● **What you are asked to do**: Select every line below containing the word "incorrect".

[Saved entries]
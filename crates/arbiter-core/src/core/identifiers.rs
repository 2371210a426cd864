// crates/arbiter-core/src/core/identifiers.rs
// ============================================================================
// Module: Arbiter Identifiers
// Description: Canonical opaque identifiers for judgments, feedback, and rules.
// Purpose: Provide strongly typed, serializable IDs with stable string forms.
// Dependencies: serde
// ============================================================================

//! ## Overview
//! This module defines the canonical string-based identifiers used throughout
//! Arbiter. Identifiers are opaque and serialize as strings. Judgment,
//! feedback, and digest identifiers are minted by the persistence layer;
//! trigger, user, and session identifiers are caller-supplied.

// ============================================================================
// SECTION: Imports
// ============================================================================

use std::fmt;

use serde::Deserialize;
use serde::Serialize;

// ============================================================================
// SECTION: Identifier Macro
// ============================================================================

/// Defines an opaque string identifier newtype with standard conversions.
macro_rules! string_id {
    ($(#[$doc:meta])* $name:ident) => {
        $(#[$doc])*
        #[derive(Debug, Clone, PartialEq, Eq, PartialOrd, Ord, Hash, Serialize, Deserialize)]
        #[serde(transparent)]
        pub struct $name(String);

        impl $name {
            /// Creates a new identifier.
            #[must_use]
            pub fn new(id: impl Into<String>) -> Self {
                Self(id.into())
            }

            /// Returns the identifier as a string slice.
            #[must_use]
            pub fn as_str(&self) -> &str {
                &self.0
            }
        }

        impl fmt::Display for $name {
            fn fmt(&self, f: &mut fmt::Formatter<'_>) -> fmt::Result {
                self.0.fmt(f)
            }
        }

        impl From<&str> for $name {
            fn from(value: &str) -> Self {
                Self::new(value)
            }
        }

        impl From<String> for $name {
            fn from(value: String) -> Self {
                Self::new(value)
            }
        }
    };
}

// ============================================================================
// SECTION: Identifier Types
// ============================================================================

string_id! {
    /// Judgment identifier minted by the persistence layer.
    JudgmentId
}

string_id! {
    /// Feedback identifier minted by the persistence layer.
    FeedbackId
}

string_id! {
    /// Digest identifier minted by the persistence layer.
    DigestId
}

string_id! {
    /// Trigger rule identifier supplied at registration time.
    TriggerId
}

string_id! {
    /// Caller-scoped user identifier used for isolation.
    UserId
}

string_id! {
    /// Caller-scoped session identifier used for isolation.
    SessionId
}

---

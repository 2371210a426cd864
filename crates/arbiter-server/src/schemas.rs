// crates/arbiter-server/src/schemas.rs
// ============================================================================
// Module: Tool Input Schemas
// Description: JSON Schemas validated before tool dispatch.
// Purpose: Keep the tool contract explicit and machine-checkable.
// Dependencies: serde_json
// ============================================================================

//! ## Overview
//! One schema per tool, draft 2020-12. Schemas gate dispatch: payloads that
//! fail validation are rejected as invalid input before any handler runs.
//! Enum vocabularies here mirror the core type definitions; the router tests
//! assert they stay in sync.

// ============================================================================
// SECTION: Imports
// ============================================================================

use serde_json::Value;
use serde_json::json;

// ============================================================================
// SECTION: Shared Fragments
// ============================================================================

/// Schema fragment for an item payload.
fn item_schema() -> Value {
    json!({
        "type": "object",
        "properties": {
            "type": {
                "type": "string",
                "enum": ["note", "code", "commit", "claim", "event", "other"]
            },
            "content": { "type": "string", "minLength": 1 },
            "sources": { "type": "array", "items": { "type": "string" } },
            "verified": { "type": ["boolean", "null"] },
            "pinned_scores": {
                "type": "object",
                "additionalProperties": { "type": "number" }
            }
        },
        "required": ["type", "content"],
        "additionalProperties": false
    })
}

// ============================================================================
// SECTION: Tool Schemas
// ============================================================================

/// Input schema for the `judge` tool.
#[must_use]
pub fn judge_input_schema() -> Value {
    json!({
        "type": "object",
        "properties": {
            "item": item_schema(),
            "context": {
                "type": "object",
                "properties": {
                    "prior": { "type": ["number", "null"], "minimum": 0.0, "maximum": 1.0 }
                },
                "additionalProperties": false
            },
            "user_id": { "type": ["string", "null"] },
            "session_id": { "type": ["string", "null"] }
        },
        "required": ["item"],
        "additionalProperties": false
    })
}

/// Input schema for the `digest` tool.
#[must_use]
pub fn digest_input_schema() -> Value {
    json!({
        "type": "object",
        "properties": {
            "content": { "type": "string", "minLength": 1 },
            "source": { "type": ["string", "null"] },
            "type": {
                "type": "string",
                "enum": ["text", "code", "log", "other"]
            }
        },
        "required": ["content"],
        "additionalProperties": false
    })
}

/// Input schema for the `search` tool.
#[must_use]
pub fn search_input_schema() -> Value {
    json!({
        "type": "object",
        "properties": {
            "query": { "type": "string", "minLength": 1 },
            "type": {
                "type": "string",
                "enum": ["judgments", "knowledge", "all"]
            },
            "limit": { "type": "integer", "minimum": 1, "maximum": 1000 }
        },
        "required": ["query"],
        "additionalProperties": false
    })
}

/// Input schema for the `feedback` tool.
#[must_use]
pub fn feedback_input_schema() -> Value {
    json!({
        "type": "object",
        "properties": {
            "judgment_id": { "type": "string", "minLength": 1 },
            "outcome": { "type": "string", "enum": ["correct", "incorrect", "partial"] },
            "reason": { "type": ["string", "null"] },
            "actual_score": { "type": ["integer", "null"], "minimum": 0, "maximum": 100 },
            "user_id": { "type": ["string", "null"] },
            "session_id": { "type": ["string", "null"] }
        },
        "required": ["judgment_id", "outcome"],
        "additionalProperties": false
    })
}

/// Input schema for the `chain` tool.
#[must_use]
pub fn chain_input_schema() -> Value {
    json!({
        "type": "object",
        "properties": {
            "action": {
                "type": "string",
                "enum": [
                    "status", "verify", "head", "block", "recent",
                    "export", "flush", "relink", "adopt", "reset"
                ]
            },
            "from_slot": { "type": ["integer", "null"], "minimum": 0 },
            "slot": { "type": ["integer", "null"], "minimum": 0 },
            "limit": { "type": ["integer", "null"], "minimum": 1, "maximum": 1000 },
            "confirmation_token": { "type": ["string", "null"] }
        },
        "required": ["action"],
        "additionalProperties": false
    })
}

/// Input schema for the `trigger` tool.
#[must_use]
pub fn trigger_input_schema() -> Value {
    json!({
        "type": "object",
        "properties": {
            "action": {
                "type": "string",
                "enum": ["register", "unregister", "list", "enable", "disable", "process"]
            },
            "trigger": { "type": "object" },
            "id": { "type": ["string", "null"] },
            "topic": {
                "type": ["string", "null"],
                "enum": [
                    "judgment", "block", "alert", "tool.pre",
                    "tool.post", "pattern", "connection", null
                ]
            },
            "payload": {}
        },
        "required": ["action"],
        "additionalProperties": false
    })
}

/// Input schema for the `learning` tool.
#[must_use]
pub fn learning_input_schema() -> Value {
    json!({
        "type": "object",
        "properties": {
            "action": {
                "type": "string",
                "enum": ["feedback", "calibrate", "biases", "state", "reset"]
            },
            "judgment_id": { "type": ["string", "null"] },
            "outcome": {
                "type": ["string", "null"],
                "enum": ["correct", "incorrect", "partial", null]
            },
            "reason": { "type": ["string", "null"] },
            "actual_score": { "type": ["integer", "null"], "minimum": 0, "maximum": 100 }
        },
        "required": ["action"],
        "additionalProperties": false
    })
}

● **Solved problem**:
            "outcome": { "type": "string", "enum": ["correct", "incorrect", "partial"] },
                "enum": ["correct", "incorrect", "partial", null]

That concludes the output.